Le second problème était le parti socialiste. Rouvier avait déjà demandé, en 1905, à Briand de faire partie de son gouvernement. Cela aurait été logique : ainsi il aurait défendu le projet de loi de séparation comme Ministre des cultes et non comme rapporteur de la Commission. Mais Briand, à ce moment là, avait demandé l’autorisation à Jaurès et ce dernier avait dit non. Cette fois Briand ne demande plus l’autorisation mais, simplement, il avertit Jaurès de la chose. On est le 11 mars 1906 et, le soir, il y a une réunion du Conseil du parti socialiste SFIO. Or celui-ci a fait sons unité sur le mot d’ordre de classe contre classe. Millerand avait pu (difficilement d’ailleurs) être membre du gouvernement Waldeck-Rousseau (1899-1902) sans être exclu du parti socialiste, la position de Briand est plus délicate encore. Il veut s’en expliquer devant ses amis. Jaurès l’en empêche en lui disant que ce n’est pas à l’ordre du jour du Conseil. Briand se tait... et apprend, par l’éditorial de Jaurès dans l’Humanité du lendemain, que ses petits camarades se sont re-réunis après son départ et l’ont exclu.

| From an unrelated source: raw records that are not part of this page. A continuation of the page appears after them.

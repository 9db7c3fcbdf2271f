use std::collections::HashMap;
use std::path::{Path, PathBuf};
use std::sync::Arc;
use tracing::info;

use super::source::{parse_source, EntityMapping, SourceConfig};
use crate::error::ConfigError;
use crate::formatters::FormatterRegistry;
use crate::schema::EntityKind;

pub const REGISTRY_FILE: &str = "formatters.json";
pub const SOURCES_DIR: &str = "sources";

/// Loads the formatter registry once, then source files on demand.
///
/// Loaded sources are cached for the lifetime of the loader; build a new
/// loader to pick up edited files.
#[derive(Debug)]
pub struct ConfigLoader {
    dir: PathBuf,
    registry: FormatterRegistry,
    sources: HashMap<String, Arc<SourceConfig>>,
}

impl ConfigLoader {
    /// Open a config directory laid out as `formatters.json` + `sources/<name>.json`
    pub fn new(dir: impl Into<PathBuf>) -> Result<Self, ConfigError> {
        let dir = dir.into();
        let registry = FormatterRegistry::load(&dir.join(REGISTRY_FILE))?;
        info!(
            dir = %dir.display(),
            formatters = registry.names().len(),
            "loaded formatter registry"
        );
        Ok(Self::with_registry(dir, registry))
    }

    pub fn with_registry(dir: impl Into<PathBuf>, registry: FormatterRegistry) -> Self {
        Self {
            dir: dir.into(),
            registry,
            sources: HashMap::new(),
        }
    }

    pub fn dir(&self) -> &Path {
        &self.dir
    }

    pub fn registry(&self) -> &FormatterRegistry {
        &self.registry
    }

    pub fn load_source(&mut self, name: &str) -> Result<Arc<SourceConfig>, ConfigError> {
        if let Some(source) = self.sources.get(name) {
            return Ok(Arc::clone(source));
        }

        if name.is_empty()
            || !name
                .chars()
                .all(|c| c.is_ascii_alphanumeric() || c == '_' || c == '-')
        {
            return Err(ConfigError::invalid(
                SOURCES_DIR,
                format!("invalid source name '{}'", name),
            ));
        }

        let path = self.dir.join(SOURCES_DIR).join(format!("{}.json", name));
        let location = format!("{}/{}.json", SOURCES_DIR, name);
        let text = std::fs::read_to_string(&path).map_err(|source| ConfigError::Io {
            location: location.clone(),
            source,
        })?;

        let source = Arc::new(parse_source(name, &text, &location, &self.registry)?);
        info!(
            source = name,
            entities = source.entities.len(),
            "loaded source mapping"
        );
        self.sources.insert(name.to_string(), Arc::clone(&source));
        Ok(source)
    }

    pub fn load_entity(
        &mut self,
        source: &str,
        entity: EntityKind,
    ) -> Result<Arc<EntityMapping>, ConfigError> {
        let config = self.load_source(source)?;
        config
            .entity(entity)
            .cloned()
            .ok_or_else(|| ConfigError::UnknownEntity {
                source_name: source.to_string(),
                entity: entity.to_string(),
            })
    }
}
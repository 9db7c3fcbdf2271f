pub mod builtin;
pub mod registry;

pub use builtin::*;
pub use registry::*;
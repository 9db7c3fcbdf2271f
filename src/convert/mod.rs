pub mod mapper;
pub mod record;

pub use mapper::*;
pub use record::*;
pub mod outcome;
pub mod service;

pub use outcome::*;
pub use service::*;
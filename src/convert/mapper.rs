use serde_json::Value;
use tracing::debug;

use super::record::{CatalogRecord, ConversionResult, SqlValue};
use crate::config::{EntityMapping, Target};
use crate::formatters::FormatContext;
use crate::formula::{self, Variables};

/// Convert one catalog record into per-model attribute maps.
///
/// Rules run in declaration order, so a later rule writing the same target
/// wins. Computed fields run last and read raw record values.
pub fn convert(
    record: &CatalogRecord,
    mapping: &EntityMapping,
    default_language: &str,
) -> ConversionResult {
    let ctx = FormatContext { default_language };
    let mut result = ConversionResult::new();

    for rule in &mapping.rules {
        let raw = record
            .get_path(&rule.source_path)
            .cloned()
            .unwrap_or(Value::Null);
        let value = rule
            .formatters
            .iter()
            .fold(raw, |value, formatter| formatter.apply(value, &ctx));
        write_targets(&mut result, &rule.targets, SqlValue::from(&value));
    }

    for field in &mapping.computed {
        let variables: Variables = field
            .variables
            .iter()
            .filter_map(|(name, path)| {
                let value = record.get_path(path).map(SqlValue::from)?.as_f64()?;
                Some((name.clone(), value))
            })
            .collect();

        let value = match formula::evaluate(&field.formula, &variables) {
            Some(v) if v.fract() == 0.0 && v.abs() < i64::MAX as f64 => SqlValue::Integer(v as i64),
            Some(v) => SqlValue::Real(v),
            None => {
                debug!(formula = %field.formula, "computed field did not evaluate");
                SqlValue::Null
            }
        };
        write_targets(&mut result, &field.targets, value);
    }

    result
}

fn write_targets(result: &mut ConversionResult, targets: &[Target], value: SqlValue) {
    for target in targets {
        result
            .entry(target.model.clone())
            .or_default()
            .insert(target.field.clone(), value.clone());
    }
}

#[cfg(test)]
mod tests {
    use super::*;
    use crate::config::{ComputedField, MappingRule};
    use crate::filter::FilterSpec;
    use crate::formatters::Formatter;
    use crate::schema::EntityKind;
    use serde_json::json;

    fn target(model: &str, field: &str) -> Target {
        Target {
            model: model.into(),
            field: field.into(),
        }
    }

    fn monster_mapping() -> EntityMapping {
        EntityMapping {
            kind: EntityKind::Monster,
            endpoint: "/monsters".into(),
            single_endpoint: None,
            page_size: 50,
            filters: FilterSpec::default(),
            post_process: Default::default(),
            rules: vec![
                MappingRule {
                    source_path: "name".into(),
                    targets: vec![target("creatures", "name")],
                    formatters: vec![Formatter::PickLang { lang: None }, Formatter::Trim],
                },
                MappingRule {
                    source_path: "id".into(),
                    targets: vec![target("monsters", "dofusdb_id")],
                    formatters: vec![Formatter::ToInt],
                },
                MappingRule {
                    source_path: "grades.0.level".into(),
                    targets: vec![target("creatures", "level")],
                    formatters: vec![],
                },
                MappingRule {
                    source_path: "isBoss".into(),
                    targets: vec![target("monsters", "is_boss")],
                    formatters: vec![Formatter::Default { value: json!(false) }],
                },
            ],
            computed: vec![ComputedField {
                targets: vec![target("creatures", "life")],
                formula: r#"{"characteristic":"level","1":"[level]*10","5":"[level]*12"}"#.into(),
                variables: [("level".to_string(), "grades.0.level".to_string())]
                    .into_iter()
                    .collect(),
            }],
        }
    }

    #[test]
    fn test_convert_record() {
        let record = CatalogRecord::new(json!({
            "id": "31",
            "name": {"fr": " Bouftou ", "en": "Gobball"},
            "grades": [{"level": 6}]
        }));
        let result = convert(&record, &monster_mapping(), "fr");

        let creature = &result["creatures"];
        assert_eq!(creature["name"], SqlValue::Text("Bouftou".into()));
        assert_eq!(creature["level"], SqlValue::Integer(6));
        assert_eq!(creature["life"], SqlValue::Integer(72));

        let monster = &result["monsters"];
        assert_eq!(monster["dofusdb_id"], SqlValue::Integer(31));
        assert_eq!(monster["is_boss"], SqlValue::Integer(0));
    }

    #[test]
    fn test_missing_values_become_null() {
        let record = CatalogRecord::new(json!({"id": 2}));
        let result = convert(&record, &monster_mapping(), "fr");
        assert_eq!(result["creatures"]["name"], SqlValue::Null);
        assert_eq!(result["creatures"]["level"], SqlValue::Null);
        // level defaults to 0, below every band: the first band applies.
        assert_eq!(result["creatures"]["life"], SqlValue::Integer(0));
    }
}
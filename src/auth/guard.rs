//! Route Guard
//! Mission: Decide, per navigation, whether a protected surface may render

use crate::auth::models::AdminRole;
use crate::auth::session::{RoleSession, RoleState};
use crate::auth::store::TokenStore;
use std::sync::Arc;

/// Outcome of one guard evaluation
#[derive(Debug, Clone, Copy, PartialEq, Eq)]
pub enum RouteDecision {
    /// No credentials held; send the user to the login entry point
    RedirectToLogin,
    /// Role still in flight; show a placeholder, neither redirect nor render
    Pending,
    /// Authenticated but not allowed here; send to the default page
    RedirectToDefault,
    /// Allowed through
    Render,
}

/// Gates a protected subtree on authentication and an optional role
/// allow-list. Stateless between evaluations; reads the store and session
/// fresh every time.
pub struct RouteGuard {
    store: Arc<TokenStore>,
    session: Arc<RoleSession>,
}

impl RouteGuard {
    pub fn new(store: Arc<TokenStore>, session: Arc<RoleSession>) -> Self {
        Self { store, session }
    }

    /// An empty allow-list means the route only requires authentication,
    /// not a specific role. The role is never consulted while
    /// unauthenticated, so a stale session cannot mask a missing login.
    pub fn evaluate(&self, allowed_roles: &[AdminRole]) -> RouteDecision {
        if !self.store.is_authenticated() {
            return RouteDecision::RedirectToLogin;
        }

        match self.session.state() {
            RoleState::Unresolved => RouteDecision::Pending,
            RoleState::Anonymous => {
                if allowed_roles.is_empty() {
                    RouteDecision::Render
                } else {
                    RouteDecision::RedirectToDefault
                }
            }
            RoleState::Resolved(role) => {
                if allowed_roles.is_empty() || allowed_roles.contains(&role) {
                    RouteDecision::Render
                } else {
                    RouteDecision::RedirectToDefault
                }
            }
        }
    }
}
//! Auth API Flows
//! Mission: Drive the admin auth endpoints and keep store and session in step

use crate::auth::gateway::{ApiGateway, GatewayError};
use crate::auth::models::{AdminRole, CredentialPair, LoginRequest, SignupRequest};
use crate::auth::session::RoleSession;
use crate::auth::store::TokenStore;
use std::sync::Arc;
use tracing::info;

pub const LOGIN_PATH: &str = "/admin/auth/login";
pub const SIGNUP_REQUESTS_PATH: &str = "/admin/auth/signup-requests";

const MIN_PASSWORD_LEN: usize = 8;

/// Input failures caught before any network call
#[derive(Debug, Clone, Copy, PartialEq, Eq)]
pub enum ValidationError {
    PasswordMismatch,
    PasswordTooShort,
    PasswordTooSimple,
}

impl std::fmt::Display for ValidationError {
    fn fmt(&self, f: &mut std::fmt::Formatter<'_>) -> std::fmt::Result {
        match self {
            ValidationError::PasswordMismatch => write!(f, "Passwords do not match"),
            ValidationError::PasswordTooShort => {
                write!(f, "Password must be at least {} characters", MIN_PASSWORD_LEN)
            }
            ValidationError::PasswordTooSimple => {
                write!(f, "Password must contain at least one letter and one digit")
            }
        }
    }
}

impl std::error::Error for ValidationError {}

/// Flow failure modes
#[derive(Debug)]
pub enum AuthFlowError {
    Validation(ValidationError),
    Gateway(GatewayError),
    Storage(anyhow::Error),
}

impl std::fmt::Display for AuthFlowError {
    fn fmt(&self, f: &mut std::fmt::Formatter<'_>) -> std::fmt::Result {
        match self {
            AuthFlowError::Validation(e) => write!(f, "{}", e),
            AuthFlowError::Gateway(e) => write!(f, "{}", e),
            AuthFlowError::Storage(e) => write!(f, "Credential storage failed: {:#}", e),
        }
    }
}

impl std::error::Error for AuthFlowError {}

impl From<ValidationError> for AuthFlowError {
    fn from(e: ValidationError) -> Self {
        AuthFlowError::Validation(e)
    }
}

impl From<GatewayError> for AuthFlowError {
    fn from(e: GatewayError) -> Self {
        AuthFlowError::Gateway(e)
    }
}

/// Unvalidated signup form input
#[derive(Debug, Clone)]
pub struct SignupDraft {
    pub email: String,
    pub password: String,
    pub password_confirm: String,
    pub name: String,
    pub requested_role: AdminRole,
    pub reason: String,
}

/// Password confirmation and complexity, checked before the request body
/// even exists. A violation mutates nothing and issues nothing.
pub fn validate_password(password: &str, confirm: &str) -> Result<(), ValidationError> {
    if password != confirm {
        return Err(ValidationError::PasswordMismatch);
    }
    if password.chars().count() < MIN_PASSWORD_LEN {
        return Err(ValidationError::PasswordTooShort);
    }
    let has_letter = password.chars().any(|c| c.is_ascii_alphabetic());
    let has_digit = password.chars().any(|c| c.is_ascii_digit());
    if !has_letter || !has_digit {
        return Err(ValidationError::PasswordTooSimple);
    }
    Ok(())
}

/// Typed client for the admin auth surface
pub struct AuthApi {
    gateway: ApiGateway,
    store: Arc<TokenStore>,
    session: Arc<RoleSession>,
}

impl AuthApi {
    pub fn new(gateway: ApiGateway, store: Arc<TokenStore>, session: Arc<RoleSession>) -> Self {
        Self {
            gateway,
            store,
            session,
        }
    }

    /// Logs in, persists the returned pair, and resolves the role for the
    /// new session. A rejected login surfaces the backend's message; a
    /// transport failure leaves any stored session untouched.
    pub async fn login(&self, email: &str, password: &str) -> Result<(), AuthFlowError> {
        info!("🔐 Login attempt: {}", email);

        let body = LoginRequest {
            email: email.to_string(),
            password: password.to_string(),
        };
        let pair: CredentialPair = self.gateway.post_json_public(LOGIN_PATH, &body).await?;

        self.store
            .set_tokens(&pair)
            .map_err(AuthFlowError::Storage)?;
        self.session.refresh().await;

        info!("✅ Login successful: {}", email);
        Ok(())
    }

    /// Local teardown only; the backend holds no client session to revoke.
    pub fn logout(&self) -> Result<(), AuthFlowError> {
        self.store.clear_tokens().map_err(AuthFlowError::Storage)?;
        self.session.invalidate();
        info!("Logged out");
        Ok(())
    }

    /// Submits a signup request for a new admin account after local
    /// validation passes.
    pub async fn submit_signup_request(&self, draft: &SignupDraft) -> Result<(), AuthFlowError> {
        validate_password(&draft.password, &draft.password_confirm)?;

        let body = SignupRequest {
            email: draft.email.clone(),
            password: draft.password.clone(),
            name: draft.name.clone(),
            requested_role: draft.requested_role,
            reason: draft.reason.clone(),
        };
        self.gateway
            .post_public(SIGNUP_REQUESTS_PATH, &body)
            .await?;

        info!("Signup request submitted for {}", draft.email);
        Ok(())
    }

    pub async fn approve_signup(&self, id: u64) -> Result<(), AuthFlowError> {
        self.gateway
            .post_empty(&format!("{}/{}/approve", SIGNUP_REQUESTS_PATH, id))
            .await?;
        info!("✅ Approved signup request {}", id);
        Ok(())
    }

    pub async fn reject_signup(&self, id: u64) -> Result<(), AuthFlowError> {
        self.gateway
            .post_empty(&format!("{}/{}/reject", SIGNUP_REQUESTS_PATH, id))
            .await?;
        info!("Rejected signup request {}", id);
        Ok(())
    }
}

#[cfg(test)]
mod tests {
    use super::*;

    #[test]
    fn test_password_validation_accepts_reasonable_input() {
        assert_eq!(validate_password("winter2026", "winter2026"), Ok(()));
    }

    #[test]
    fn test_password_mismatch_rejected() {
        assert_eq!(
            validate_password("winter2026", "winter2027"),
            Err(ValidationError::PasswordMismatch)
        );
    }

    #[test]
    fn test_short_password_rejected() {
        assert_eq!(
            validate_password("abc1", "abc1"),
            Err(ValidationError::PasswordTooShort)
        );
    }

    #[test]
    fn test_simple_password_rejected() {
        assert_eq!(
            validate_password("onlyletters", "onlyletters"),
            Err(ValidationError::PasswordTooSimple)
        );
        assert_eq!(
            validate_password("12345678", "12345678"),
            Err(ValidationError::PasswordTooSimple)
        );
    }

    #[test]
    fn test_mismatch_reported_before_complexity() {
        // The user fixes one problem at a time; mismatch comes first
        assert_eq!(
            validate_password("short1", "short2"),
            Err(ValidationError::PasswordMismatch)
        );
    }
}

Jaurès, à qui Briand (par son brio !) avait plusieurs fois sauvé la mise quand il était en difficulté (par exemple quand on avait appris, au parti, que la fille de Jaurès avait fait sa première communion ; ce qui montre une certaine intolérance des socialistes de l’époque), a donc fait preuve de mesquinerie. Bien sûr, il y a plusieurs raisons d’estimer Jaurès, mais il ne faudrait pas cependant en faire rétrospectivement un saint, sous prétexte qu’il n’a jamais été au pouvoir et qu’il a été assassiné juste avant la guerre de 14-18, ce qui a fait qu’il n’a pas eu à prendre la décision difficile d’être pour ou contre l’Union sacrée. Toujours cette manie de la pureté…

En fait Jaurès, à mon avis, a eu peur que si Briand parle, il arrive à convaincre un certain nombre de gens et donc divise le parti. Et Jaurès s’était aligné sur la stratégie oppositionnelle de Guesde. Cela signifiait rompre avec une culture spécifique du socialisme français où ce socialisme se situait dans le prolongement des idéaux républicains, dans la filiation de la Révolution française, voulant actualiser la Déclaration des droits par des droits sociaux. Cela signifiait d’accepter d’être dans l’opposition et de ne pas pouvoir faire passer dans la réalité sociale au moins quelques uns de ses objectifs. La déclaration de Briand à Clemenceau montre que telle n’était pas sa position.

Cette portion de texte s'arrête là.